Ceux qui croient que l’homéopathie fonctionne me diront certainement, que, « oui, ça à l’air farfelu, mais ça marche ; la preuve, j’ai soigné le rhume de mon bambin en trois jours avec Oscillococcinum™. Deux choses : primo, voilà comment est préparé l’Oscillococcinom. D’où ma remarque sur le fait qu’il est heureux que ces « préparations » soient très diluées. Deuxio, « La durée du rhume courant est de sept jours en moyenne et les symptômes sont plus intenses entre le troisième et le cinquième jour. » Comme en général on ne commence le traitement que lorsque les symptômes sont les plus intenses, on voit que cette « guérison » ne doit rien au « traitement » homéopathique. C’est simplement ce que l’on pourrait appeler un retour à la normale.

Les homéopathes, et avec eux tous les charlatans, prétendent que la science actuelle ne sait pas répondre, ou plutôt comprendre, les paradoxes que leur pratique induit. Ils prétendent que même si les dilutions qu’ils utilisent vont bien au-delà de ce qui est nécessaire pour se débarasser d’une molécule, leurs pilules sont quand même efficaces. Et de citer des anecdotes de guérisons plus ou moins miraculeuses. Mais voila des anecdotes ne sont pas des données scientifiques. Et dès que l’on se met à tester leurs assertions dans des essais cliniques randomisés et en double aveugle (le patient ne sait pas ce qu’il reçoit, le médecin ne sait pas ce qu’il donne), cette affirmation vole en éclats. Particuliérement si on se réfère aux méta-analyses (qui compilent toutes les études sur un traitement donné pour une indication donnée), qui démontrent que les effets des traitements homéopathiques ne dévient pas par rapport à ce qui est observé pour des placebos. Voici un exemple qui concerne l’hyperactivité et son « traitement » par homéopathie. Ce que disent les auteurs de cette étude :

AUTHORS' CONCLUSIONS: There is currently little evidence for the efficacy of homeopathy for the treatment of ADHD. Development of optimal treatment protocols is recommended prior to further randomised controlled trials being undertaken.

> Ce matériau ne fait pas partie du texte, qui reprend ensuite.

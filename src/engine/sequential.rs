// src/engine/sequential.rs

//! Blocking execution of the terminal rule.

use tracing::{debug, info, warn};

use crate::dag::{ResultStore, RuleGraph};
use crate::errors::{Result, RuleflowError};
use crate::exec::{JobBackend, JobHandle, JobStatus};

/// Start the job for `rule` and wait for it to finish.
///
/// Inputs are resolved from `store` exactly as for a concurrent batch. The
/// rule's outputs are not recorded anywhere; this is only used for the last
/// rule of a run.
///
/// If waiting fails with a non-transient backend error, the job is killed
/// and released before the error is returned.
pub async fn run_terminal_rule<G, B>(
    rule: &str,
    graph: &G,
    store: &ResultStore,
    backend: &mut B,
) -> Result<JobHandle>
where
    G: RuleGraph + ?Sized,
    B: JobBackend + ?Sized,
{
    let definition = graph
        .rule(rule)
        .ok_or_else(|| RuleflowError::UnknownRule(rule.to_string()))?;
    let inputs = store.resolve_inputs(graph.sub_rules_of(rule));

    info!(rule = %rule, inputs = inputs.len(), "starting terminal rule");
    let job = backend
        .start(definition, inputs)
        .await?
        .ok_or_else(|| RuleflowError::InsufficientInputs {
            rule: rule.to_string(),
        })?;

    loop {
        match backend.wait(&job).await {
            Ok(JobStatus::Ready) => {
                info!(rule = %rule, job = %job, "terminal rule completed");
                return Ok(job);
            }
            Ok(JobStatus::Dead) => {
                return Err(RuleflowError::JobFailed {
                    rule: rule.to_string(),
                    job: job.id().to_string(),
                });
            }
            Ok(JobStatus::Active) => {
                debug!(job = %job, "wait returned while job still active; waiting again");
            }
            Err(e) if e.is_transient() => {
                debug!(job = %job, error = %e, "transient error while waiting; waiting again");
            }
            Err(e) => {
                warn!(job = %job, error = %e, "backend error while waiting; abandoning terminal job");
                abandon(backend, &job).await;
                return Err(e.into());
            }
        }
    }
}

/// Best-effort kill and release of a job whose status can no longer be
/// observed.
async fn abandon<B>(backend: &mut B, job: &JobHandle)
where
    B: JobBackend + ?Sized,
{
    if let Err(e) = backend.kill(job).await {
        warn!(job = %job, error = %e, "failed to kill terminal job");
    }
    if let Err(e) = backend.release(job).await {
        warn!(job = %job, error = %e, "failed to release terminal job");
    }
}
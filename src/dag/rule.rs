// src/dag/rule.rs

//! Rule definitions.

use crate::config::model::RuleConfig;
use crate::types::{OutputRef, RuleName};

/// A named unit of computation in the rule graph.
///
/// The scheduler only relies on `name` and `sub_rules`; the remaining fields
/// are consumed by the backend when it starts a job.
#[derive(Debug, Clone, PartialEq, Eq)]
pub struct Rule {
    pub name: RuleName,
    pub cmd: String,
    /// Direct dependencies, in the order their outputs are concatenated.
    pub sub_rules: Vec<RuleName>,
    /// Static input references, placed before any sub-rule outputs.
    pub sources: Vec<OutputRef>,
    /// Minimum number of inputs required to start a job for this rule.
    pub min_inputs: usize,
}

impl Rule {
    pub fn new(name: impl Into<RuleName>, cmd: impl Into<String>) -> Self {
        Self {
            name: name.into(),
            cmd: cmd.into(),
            sub_rules: Vec::new(),
            sources: Vec::new(),
            min_inputs: 0,
        }
    }

    pub fn from_config(name: RuleName, cfg: &RuleConfig) -> Self {
        Self {
            name,
            cmd: cfg.cmd.clone(),
            sub_rules: cfg.sub_rules.clone(),
            sources: cfg.sources.iter().map(|s| OutputRef::new(s.as_str())).collect(),
            min_inputs: cfg.min_inputs,
        }
    }

    pub fn with_sub_rule(mut self, sub: impl Into<RuleName>) -> Self {
        self.sub_rules.push(sub.into());
        self
    }

    pub fn with_source(mut self, source: impl Into<OutputRef>) -> Self {
        self.sources.push(source.into());
        self
    }

    pub fn with_min_inputs(mut self, min_inputs: usize) -> Self {
        self.min_inputs = min_inputs;
        self
    }
}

À noter que, en sciences, « little evidence », qui signifie « peu de preuves », est une tournure diplomatique. Ce qu’il faut lire, en fait, serait plutôt du genre « pas de preuves du tout ». Ce que les homéopathes et leurs malades observent est un effet bien connu, culturel autant que médical : l’effet placebo. Un effet si puissant que l’on peut faire vomir quelqu’un rien qu’en le convaincant que l’antiémétique qu’on lui a prescrit est en fait un vomitif. Bien sûr, celui qui convainc doit être dans une position d’autorité.

 

Pourquoi me direz-vous, je m’en prends aux homéopathes ? Si, en Europe, leur impact sur la santé publique est relativement limité (encore que…), que dire de celui-ci quand ils préendent soigner le SIDA en Afrique ou le choléra en Haïti, ça me pose un autre problème. Loin de proposer une alternative à la médecine basée sur les faits, ils proposent à ces populations la seule alternative à la vie : la mort.